My sister and I moved away from home a few years ago, and so did our friends. To ring in the New Year, our parents usually hit the town and leave the two of us to cuddle up with a single bottle of champagne and a James Bond drinking game (take a shot every time Bond beds a woman). I tend to pass out soon after the countdown, and wake up on the couch.

This year, after a back and forth that sounded something like “we should do something,” “mhm, yeah, we should,” my sister and I decided to have a getty. Not familiar with the term? An intimate get-together. Some friends, homemade guac, a little champagne, rainbow gumdrops, and we were good to go.

The evening shaped up to be tight. I can say this because I was drunk at 8 pm. We opened up our house to a hyper-exclusive guest list: a virginal fifteen-year old cousin who awaited our debauched wisdom; a couple of my sister’s college friends; the two of us. It’d be great.

Sometime around 9 pm, and to the sound of 2015’s greatest hits (hello, Justin Bieber! You look hot these days), we realized that we would be five people for a mountain of guac. Dim the lights, throw in some jungle juice that’s 80% vodka, and you’ve got a happy new year ahead.

As I soon learned, the coupled-up college friends were just friends who slept together. Non-exclusive. Also, they were my sister’s friends, so technically not mine. In other words, sober me would never bang a random not-single twenty-five year-old, but drunk me was in the clear.

I poured myself another drink. I popped open another button of my shirt.

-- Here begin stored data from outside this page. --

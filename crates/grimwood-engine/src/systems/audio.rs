use std::collections::{BTreeMap, BTreeSet};

use grimwood_ecs::entity::EntityId;
use tracing::trace;

use crate::audio::{AudioBackend, Sound};
use crate::context::GameContext;
use crate::events::{EventKind, GameEvent};
use crate::system::System;

/// Forwards sound events to an [`AudioBackend`].
///
/// Looping sounds are tracked per entity: starting a loop that already
/// plays is ignored, and all loops of a removed entity are stopped. One-shot
/// sounds go straight through.
pub struct AudioSystem {
    backend: Box<dyn AudioBackend>,
    loops: BTreeMap<EntityId, BTreeSet<Sound>>,
}

impl AudioSystem {
    pub fn new(backend: Box<dyn AudioBackend>) -> Self {
        Self {
            backend,
            loops: BTreeMap::new(),
        }
    }

    /// Loops currently playing for `entity`.
    pub fn active_loops(&self, entity: EntityId) -> Vec<Sound> {
        self.loops
            .get(&entity)
            .map(|sounds| sounds.iter().copied().collect())
            .unwrap_or_default()
    }

    fn play(&mut self, entity: EntityId, sound: Sound, looped: bool) {
        if looped && !self.loops.entry(entity).or_default().insert(sound) {
            trace!(%entity, %sound, "loop already playing");
            return;
        }
        self.backend.play(entity, sound, looped);
    }

    fn stop(&mut self, entity: EntityId, sound: Sound) {
        let Some(sounds) = self.loops.get_mut(&entity) else {
            return;
        };
        if sounds.remove(&sound) {
            self.backend.stop(entity, sound);
        }
        if sounds.is_empty() {
            self.loops.remove(&entity);
        }
    }

    fn stop_all(&mut self, entity: EntityId) {
        for sound in self.loops.remove(&entity).unwrap_or_default() {
            self.backend.stop(entity, sound);
        }
    }
}

impl System for AudioSystem {
    fn name(&self) -> &'static str {
        "AudioSystem"
    }

    fn subscriptions(&self) -> &'static [EventKind] {
        &[EventKind::PlaySound, EventKind::StopSound, EventKind::EntityRemoved]
    }

    fn on_event(&mut self, event: &GameEvent, _ctx: &mut GameContext) {
        match *event {
            GameEvent::PlaySound { entity, sound, looped } => self.play(entity, sound, looped),
            GameEvent::StopSound { entity, sound } => self.stop(entity, sound),
            GameEvent::EntityRemoved(entity) => self.stop_all(entity),
            _ => {}
        }
    }
}

#[cfg(test)]
mod tests {
    use super::*;
    use std::cell::RefCell;
    use std::rc::Rc;

    #[derive(Clone, Default)]
    struct Recorder(Rc<RefCell<Vec<String>>>);

    impl AudioBackend for Recorder {
        fn play(&mut self, entity: EntityId, sound: Sound, looped: bool) {
            self.0.borrow_mut().push(format!("play {entity} {sound} {looped}"));
        }

        fn stop(&mut self, entity: EntityId, sound: Sound) {
            self.0.borrow_mut().push(format!("stop {entity} {sound}"));
        }
    }

    fn system() -> (AudioSystem, Recorder) {
        let recorder = Recorder::default();
        (AudioSystem::new(Box::new(recorder.clone())), recorder)
    }

    #[test]
    fn loops_are_deduplicated() {
        let (mut audio, recorder) = system();
        let e = EntityId::new(1, 0);
        audio.play(e, Sound::ZombieGroan, true);
        audio.play(e, Sound::ZombieGroan, true);
        audio.play(e, Sound::ZombieScream, false);
        audio.play(e, Sound::ZombieScream, false);

        assert_eq!(recorder.0.borrow().len(), 3);
        assert_eq!(audio.active_loops(e), vec![Sound::ZombieGroan]);
    }

    #[test]
    fn stopping_an_unknown_loop_is_silent() {
        let (mut audio, recorder) = system();
        let e = EntityId::new(1, 0);
        audio.stop(e, Sound::HeartBeat);
        audio.play(e, Sound::HeartBeat, true);
        audio.stop(e, Sound::HeartBeat);
        audio.stop(e, Sound::HeartBeat);

        assert_eq!(recorder.0.borrow().len(), 2);
        assert!(audio.active_loops(e).is_empty());
    }

    #[test]
    fn removed_entity_stops_its_loops() {
        let (mut audio, recorder) = system();
        let mut ctx = GameContext::new(crate::config::GameConfig::default());
        let e = EntityId::new(4, 0);
        audio.on_event(
            &GameEvent::PlaySound {
                entity: e,
                sound: Sound::PlayerWalkGravel,
                looped: true,
            },
            &mut ctx,
        );
        audio.on_event(&GameEvent::EntityRemoved(e), &mut ctx);

        assert_eq!(recorder.0.borrow().last().map(String::as_str), Some("stop 4v0 PlayerWalkGravel"));
        assert!(audio.active_loops(e).is_empty());
    }
}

There was a New York Times article recently that I recall saying something like “pay attention to [person of interest], there’s nothing sexier.” I get all my flirting/dating advice from the New York Times “Modern Love” column, so I test out this whole paying-attention theory.

We’re sitting at the kitchen table. I put my phone away and bat my eyelashes at brand new sexy [person of interest]. This is going well. His hand is up my thigh.

An hour to midnight, he says, “I’ve told you things I never tell people.”

I lean in.

He says, “I spent three nights in an Italian prison.”

“That’s so romantic.”

“Cause I beat up seven big-ass hard-ass dudes.”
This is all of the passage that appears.